- Exercise: Check every line below for the word "total" and give only the number of lines where it appears.

※

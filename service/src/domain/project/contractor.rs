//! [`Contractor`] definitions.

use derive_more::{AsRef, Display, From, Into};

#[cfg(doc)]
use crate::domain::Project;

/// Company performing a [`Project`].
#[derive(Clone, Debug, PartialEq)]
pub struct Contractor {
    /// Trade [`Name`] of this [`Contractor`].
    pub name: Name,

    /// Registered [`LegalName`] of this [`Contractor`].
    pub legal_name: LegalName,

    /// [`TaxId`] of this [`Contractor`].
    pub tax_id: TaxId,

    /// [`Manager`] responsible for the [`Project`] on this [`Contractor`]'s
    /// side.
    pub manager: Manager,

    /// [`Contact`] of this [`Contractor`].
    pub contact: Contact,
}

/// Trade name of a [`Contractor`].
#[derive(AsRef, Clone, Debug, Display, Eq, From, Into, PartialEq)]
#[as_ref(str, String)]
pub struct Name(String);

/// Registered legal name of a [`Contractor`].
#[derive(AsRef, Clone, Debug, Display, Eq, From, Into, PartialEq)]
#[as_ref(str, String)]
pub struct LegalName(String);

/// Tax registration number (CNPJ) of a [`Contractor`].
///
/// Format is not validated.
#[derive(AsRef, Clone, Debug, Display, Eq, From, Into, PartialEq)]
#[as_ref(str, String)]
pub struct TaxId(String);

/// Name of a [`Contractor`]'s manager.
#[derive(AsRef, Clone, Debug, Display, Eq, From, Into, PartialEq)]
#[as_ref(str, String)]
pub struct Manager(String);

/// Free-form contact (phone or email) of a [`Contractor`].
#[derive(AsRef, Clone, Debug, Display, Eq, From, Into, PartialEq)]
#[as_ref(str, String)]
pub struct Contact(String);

※

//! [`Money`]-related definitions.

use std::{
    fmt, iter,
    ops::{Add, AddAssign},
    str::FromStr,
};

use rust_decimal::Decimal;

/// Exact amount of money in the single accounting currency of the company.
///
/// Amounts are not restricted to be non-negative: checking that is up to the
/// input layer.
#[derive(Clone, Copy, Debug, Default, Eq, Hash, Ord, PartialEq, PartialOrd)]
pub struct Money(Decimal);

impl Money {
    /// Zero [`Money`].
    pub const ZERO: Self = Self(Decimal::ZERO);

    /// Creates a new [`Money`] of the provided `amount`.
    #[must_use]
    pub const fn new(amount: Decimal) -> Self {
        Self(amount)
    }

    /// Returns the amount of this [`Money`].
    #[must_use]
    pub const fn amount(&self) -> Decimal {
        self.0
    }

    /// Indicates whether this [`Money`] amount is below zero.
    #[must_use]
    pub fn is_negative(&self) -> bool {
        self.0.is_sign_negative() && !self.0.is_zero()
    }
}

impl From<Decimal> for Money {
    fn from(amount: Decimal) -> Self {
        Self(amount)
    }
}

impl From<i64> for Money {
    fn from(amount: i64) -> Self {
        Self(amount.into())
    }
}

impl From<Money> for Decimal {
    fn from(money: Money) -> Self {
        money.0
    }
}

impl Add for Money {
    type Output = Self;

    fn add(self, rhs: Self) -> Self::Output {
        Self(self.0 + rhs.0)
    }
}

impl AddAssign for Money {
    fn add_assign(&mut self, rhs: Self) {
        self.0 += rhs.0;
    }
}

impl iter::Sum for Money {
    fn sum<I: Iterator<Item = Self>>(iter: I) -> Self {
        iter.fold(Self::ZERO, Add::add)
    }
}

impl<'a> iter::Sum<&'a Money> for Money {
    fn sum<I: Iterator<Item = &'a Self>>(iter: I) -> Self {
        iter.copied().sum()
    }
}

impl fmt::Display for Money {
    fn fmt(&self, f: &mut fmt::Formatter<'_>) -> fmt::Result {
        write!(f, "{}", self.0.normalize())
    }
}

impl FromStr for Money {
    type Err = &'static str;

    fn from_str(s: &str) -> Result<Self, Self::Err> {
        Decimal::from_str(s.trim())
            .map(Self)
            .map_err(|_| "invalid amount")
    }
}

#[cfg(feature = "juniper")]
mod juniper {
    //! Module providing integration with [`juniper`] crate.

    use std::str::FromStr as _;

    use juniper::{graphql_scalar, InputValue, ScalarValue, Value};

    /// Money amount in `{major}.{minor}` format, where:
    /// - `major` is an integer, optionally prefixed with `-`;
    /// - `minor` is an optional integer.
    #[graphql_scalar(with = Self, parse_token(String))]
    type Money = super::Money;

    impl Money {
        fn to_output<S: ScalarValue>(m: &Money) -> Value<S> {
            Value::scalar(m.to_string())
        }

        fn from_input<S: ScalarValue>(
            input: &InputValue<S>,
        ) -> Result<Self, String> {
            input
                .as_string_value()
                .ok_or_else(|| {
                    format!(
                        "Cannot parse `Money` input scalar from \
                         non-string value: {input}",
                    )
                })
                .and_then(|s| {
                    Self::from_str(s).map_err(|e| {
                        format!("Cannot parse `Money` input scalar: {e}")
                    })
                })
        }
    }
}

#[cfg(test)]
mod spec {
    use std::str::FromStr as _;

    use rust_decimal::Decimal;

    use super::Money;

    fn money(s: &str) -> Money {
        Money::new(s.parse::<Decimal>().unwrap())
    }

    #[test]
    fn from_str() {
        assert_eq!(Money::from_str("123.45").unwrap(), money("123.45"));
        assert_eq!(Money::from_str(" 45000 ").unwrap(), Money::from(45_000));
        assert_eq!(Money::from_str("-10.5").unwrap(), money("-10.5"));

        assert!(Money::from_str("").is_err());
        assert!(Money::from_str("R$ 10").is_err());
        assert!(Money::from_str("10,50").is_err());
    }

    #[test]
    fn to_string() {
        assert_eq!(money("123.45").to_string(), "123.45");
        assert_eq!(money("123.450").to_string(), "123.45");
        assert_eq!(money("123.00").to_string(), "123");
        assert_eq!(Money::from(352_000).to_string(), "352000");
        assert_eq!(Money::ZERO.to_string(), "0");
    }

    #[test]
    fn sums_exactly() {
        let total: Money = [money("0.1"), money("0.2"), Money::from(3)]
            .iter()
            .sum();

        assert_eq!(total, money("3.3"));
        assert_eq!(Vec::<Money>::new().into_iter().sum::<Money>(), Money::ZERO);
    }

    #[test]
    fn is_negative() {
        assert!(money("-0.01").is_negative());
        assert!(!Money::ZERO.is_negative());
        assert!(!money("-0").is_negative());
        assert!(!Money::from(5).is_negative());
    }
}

※

- Solution to this problem: 2